What is a p value? The definition that is easier to apply

This blog discusses how tricky the notion of a p-value is. It states the technical definition of a p-value — the probability of getting results at least as extreme as the ones you observed, given that the null hypothesis is correct. Stated like this, I don't understand it either. The definition from Wikipedia is not much clearer: In frequentist statistics, the p-value is a function of the observed sample results (a test statistic) relative to a statistical model, which measures how extreme the observation is. The p-value is defined as the probability of obtaining a result equal to or "more extreme" than what was actually observed, assuming that the model is true.
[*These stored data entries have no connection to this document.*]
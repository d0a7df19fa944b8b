pub mod types;
pub mod document;
pub mod config;
pub mod error;
pub mod stats;
pub mod cancellation;
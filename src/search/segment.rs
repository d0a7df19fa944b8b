use std::collections::HashMap;
use crate::core::document::Document;
use crate::core::types::{DocId, DocumentKey};
use crate::index::score_array::ScoreArray;

#[derive(Debug, Clone, Copy)]
pub struct ConsolidatedEntry {
    pub key: DocumentKey,
    pub score: u8,
}

/// Groups Stage-1 entries by `DocumentKey`, keeping the maximum score per
/// key. Because `ScoreArray::iter_desc` yields highest-scored entries
/// first, the first occurrence of a key is already its maximum.
pub fn consolidate(scores: &ScoreArray) -> Vec<ConsolidatedEntry> {
    let mut seen: HashMap<DocumentKey, u8> = HashMap::new();
    let mut ordered = Vec::new();
    for entry in scores.iter_desc() {
        if seen.insert(entry.key, entry.score).is_none() {
            ordered.push(ConsolidatedEntry { key: entry.key, score: entry.score });
        }
    }
    ordered
}

/// Resolves the document to run coverage scoring against for a given key:
/// the segment recorded as having the family's best Stage-1 score, falling
/// back to the document the key was looked up under if no entry exists.
pub fn resolve_best_segment<'a>(doc: &'a Document, best_segments: &HashMap<DocId, i32>, by_id: &HashMap<DocId, &'a Document>) -> &'a Document {
    let base_id = doc.base_id();
    match best_segments.get(&base_id) {
        Some(&segment_number) => {
            by_id
                .values()
                .find(|candidate| candidate.base_id() == base_id && candidate.segment_number == segment_number)
                .copied()
                .unwrap_or(doc)
        }
        None => doc,
    }
}

/// Scans the (already score-descending) candidate list from tail to head
/// and returns the largest index worth keeping, or `None` if nothing
/// qualifies (no truncation).
pub fn truncation_index(scores: &[u8], word_hits: &[u32], lcs: &[u8], min_hits_abs: u32, min_hits_rel: u32, truncation_score: u8) -> Option<usize> {
    debug_assert_eq!(scores.len(), word_hits.len());
    debug_assert_eq!(scores.len(), lcs.len());

    let max_word_hits = word_hits.iter().copied().max().unwrap_or(0);
    let min_hits = min_hits_abs.max(max_word_hits.saturating_sub(min_hits_rel));

    for i in (0..scores.len()).rev() {
        if word_hits[i] >= min_hits || lcs[i] > 0 || scores[i] >= truncation_score {
            return Some(i);
        }
    }
    None
}

#[cfg(test)]
mod tests {
    use super::*;

    #[test]
    fn consolidate_keeps_max_score_per_key() {
        let mut scores = ScoreArray::new();
        scores.add(DocumentKey(1), 50, Some(0));
        scores.add(DocumentKey(1), 200, Some(1));
        scores.add(DocumentKey(2), 10, Some(0));

        let consolidated = consolidate(&scores);
        let doc1 = consolidated.iter().find(|e| e.key == DocumentKey(1)).unwrap();
        assert_eq!(doc1.score, 200);
    }

    #[test]
    fn truncation_index_finds_last_qualifying_entry() {
        let scores = vec![255, 250, 10, 9, 8];
        let word_hits = vec![3, 3, 0, 0, 0];
        let lcs = vec![0, 0, 0, 0, 0];
        let idx = truncation_index(&scores, &word_hits, &lcs, 1, 0, 254);
        assert_eq!(idx, Some(1));
    }

    #[test]
    fn truncation_index_none_when_nothing_qualifies() {
        let scores = vec![10, 9];
        let word_hits = vec![0, 0];
        let lcs = vec![0, 0];
        let idx = truncation_index(&scores, &word_hits, &lcs, 5, 0, 254);
        assert_eq!(idx, None);
    }
}
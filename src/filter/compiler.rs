use regex::Regex;
use crate::core::error::{Error, ErrorKind, Result};
use crate::filter::ast::{BooleanOp, CompareOp, Constant, Filter, StringOp};
use crate::filter::bytecode::{BytecodeConstant, CompiledFilter, ConstantPool, Instr, Opcode};

/// Compiles a typed filter AST into bytecode, short-circuiting AND/OR by
/// duplicating the left branch's result and conditionally jumping over the
/// right branch rather than always evaluating both sides.
pub fn compile(filter: &Filter) -> Result<CompiledFilter> {
    let mut constants = ConstantPool::new();
    let mut instructions = Vec::new();
    emit(filter, &mut constants, &mut instructions)?;
    instructions.push(Instr::new(Opcode::Halt));
    Ok(CompiledFilter { constants, instructions })
}

fn emit(filter: &Filter, constants: &mut ConstantPool, out: &mut Vec<Instr>) -> Result<()> {
    match filter {
        Filter::Literal(value) => {
            let idx = constants.intern(BytecodeConstant::Number(if *value { 1.0 } else { 0.0 }));
            out.push(Instr::with_operand(Opcode::PushConst, idx));
        }

        Filter::Value { field, op, value } => {
            push_field(field, constants, out);
            push_constant(value, constants, out);
            out.push(Instr::new(compare_opcode(*op)));
        }

        Filter::Range { field, min, max } => {
            push_field(field, constants, out);
            push_constant(min, constants, out);
            push_constant(max, constants, out);
            out.push(Instr::new(Opcode::Between));
        }

        Filter::In { field, values } => {
            push_field(field, constants, out);
            let strings: Vec<String> = values.iter().map(constant_to_string).collect();
            let idx = constants.intern(BytecodeConstant::StrList(strings));
            out.push(Instr::with_operand(Opcode::PushConst, idx));
            out.push(Instr::new(Opcode::In));
        }

        Filter::String { field, op, value } => {
            push_field(field, constants, out);
            let idx = constants.intern(BytecodeConstant::Str(value.clone()));
            out.push(Instr::with_operand(Opcode::PushConst, idx));
            out.push(Instr::new(string_opcode(*op)));
        }

        Filter::Regex { field, pattern } => {
            Regex::new(pattern).map_err(Error::from)?;
            push_field(field, constants, out);
            let idx = constants.intern(BytecodeConstant::Str(pattern.clone()));
            out.push(Instr::with_operand(Opcode::PushConst, idx));
            out.push(Instr::new(Opcode::Matches));
        }

        Filter::Null { field, is_null } => {
            push_field(field, constants, out);
            out.push(Instr::new(if *is_null { Opcode::IsNull } else { Opcode::IsNotNull }));
        }

        Filter::Not(inner) => {
            emit(inner, constants, out)?;
            out.push(Instr::new(Opcode::Not));
        }

        Filter::Composite { op, left, right } => {
            emit(left, constants, out)?;
            out.push(Instr::new(Opcode::Dup));
            let jump_idx = out.len();
            out.push(Instr::with_operand(
                match op {
                    BooleanOp::And => Opcode::JumpIfFalse,
                    BooleanOp::Or => Opcode::JumpIfTrue,
                },
                0,
            ));
            out.push(Instr::new(Opcode::Pop));
            emit(right, constants, out)?;
            let after = out.len() as u32;
            out[jump_idx].operand = after;
        }

        Filter::Ternary { condition, if_true, if_false } => {
            emit(condition, constants, out)?;
            let jump_to_false = out.len();
            out.push(Instr::with_operand(Opcode::JumpIfFalse, 0));
            emit(if_true, constants, out)?;
            let jump_to_end = out.len();
            out.push(Instr::with_operand(Opcode::Jump, 0));
            let false_branch = out.len() as u32;
            out[jump_to_false].operand = false_branch;
            emit(if_false, constants, out)?;
            let end = out.len() as u32;
            out[jump_to_end].operand = end;
        }
    }

    Ok(())
}

fn push_field(field: &str, constants: &mut ConstantPool, out: &mut Vec<Instr>) {
    let idx = constants.intern(BytecodeConstant::Str(field.to_string()));
    out.push(Instr::with_operand(Opcode::PushField, idx));
}

fn push_constant(value: &Constant, constants: &mut ConstantPool, out: &mut Vec<Instr>) {
    let bc = match value {
        Constant::String(s) => BytecodeConstant::Str(s.clone()),
        Constant::Number(n) => BytecodeConstant::Number(*n),
        Constant::Boolean(b) => BytecodeConstant::Number(if *b { 1.0 } else { 0.0 }),
        Constant::StringList(items) => BytecodeConstant::StrList(items.clone()),
    };
    let idx = constants.intern(bc);
    out.push(Instr::with_operand(Opcode::PushConst, idx));
}

fn constant_to_string(value: &Constant) -> String {
    match value {
        Constant::String(s) => s.clone(),
        Constant::Number(n) => n.to_string(),
        Constant::Boolean(b) => b.to_string(),
        Constant::StringList(items) => items.join(","),
    }
}

fn compare_opcode(op: CompareOp) -> Opcode {
    match op {
        CompareOp::Eq => Opcode::Eq,
        CompareOp::Neq => Opcode::Neq,
        CompareOp::Lt => Opcode::Lt,
        CompareOp::Lte => Opcode::Lte,
        CompareOp::Gt => Opcode::Gt,
        CompareOp::Gte => Opcode::Gte,
    }
}

fn string_opcode(op: StringOp) -> Opcode {
    match op {
        StringOp::Contains => Opcode::Contains,
        StringOp::StartsWith => Opcode::StartsWith,
        StringOp::EndsWith => Opcode::EndsWith,
        StringOp::Like => Opcode::Like,
    }
}

/// Converts a SQL-style LIKE pattern (`%` = any run, `_` = any one char)
/// into an anchored, case-insensitive regex source.
pub fn like_pattern_to_regex(pattern: &str) -> String {
    let mut out = String::from("(?i)^");
    for c in pattern.chars() {
        match c {
            '%' => out.push_str(".*"),
            '_' => out.push('.'),
            c if ".+*?()|[]{}^$\\".contains(c) => {
                out.push('\\');
                out.push(c);
            }
            c => out.push(c),
        }
    }
    out.push('$');
    out
}

#[cfg(test)]
mod tests {
    use super::*;

    #[test]
    fn compiles_simple_comparison() {
        let filter = Filter::Value { field: "genre".into(), op: CompareOp::Eq, value: Constant::String("Fantasy".into()) };
        let compiled = compile(&filter).unwrap();
        assert!(matches!(compiled.instructions.last().unwrap().opcode, Opcode::Halt));
    }

    #[test]
    fn and_composite_patches_jump_target() {
        let left = Filter::Value { field: "genre".into(), op: CompareOp::Eq, value: Constant::String("Fantasy".into()) };
        let right = Filter::Range { field: "year".into(), min: Constant::Number(2000.0), max: Constant::Number(2020.0) };
        let filter = left.and(right);
        let compiled = compile(&filter).unwrap();
        let jump = compiled.instructions.iter().find(|i| i.opcode == Opcode::JumpIfFalse).unwrap();
        assert!((jump.operand as usize) < compiled.instructions.len());
    }

    #[test]
    fn like_pattern_translates_wildcards() {
        assert_eq!(like_pattern_to_regex("mag_c%"), "(?i)^mag.c.*$");
    }
}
Below I give the definition I prefer, hoping that it's easier to apply. This discussion requires the knowledge of the null and alternative hypotheses and of the significance level. It also presumes availability of some test statistic (t statistic for simplicity).

Suppose we want to test the null hypothesis H_0:\ \beta=0 against a symmetric alternative H_a:\ \beta\neq0. Given a small number \alpha\in(0,1) (which is called a significance level in this context) and an estimator \hat{\beta} of the parameter \beta, consider the probability f(\alpha)=P(|\hat{\beta}|>\alpha). Note that when \alpha decreases to 0, the value f(\alpha) increases. In my book, I use the following definition: the p-value is the smallest significance level at which the null hypothesis can still be rejected. With this definition, it is easier to understand that (a) the null is rejected at any \alpha\geq p-value and (b) for any \alpha<p-value the decision is ”Fail to reject the null”.

Remarks. Statistical procedures for hypotheses testing are not perfect. In particular, there is no symmetry between the null and alternative hypotheses. The fact that their choice is up to the researcher makes the test subjective. The choice of the significance level is subjective, as is the choice of the model and test statistic. Users with limited statistical knowledge tend to overestimate the power of statistics.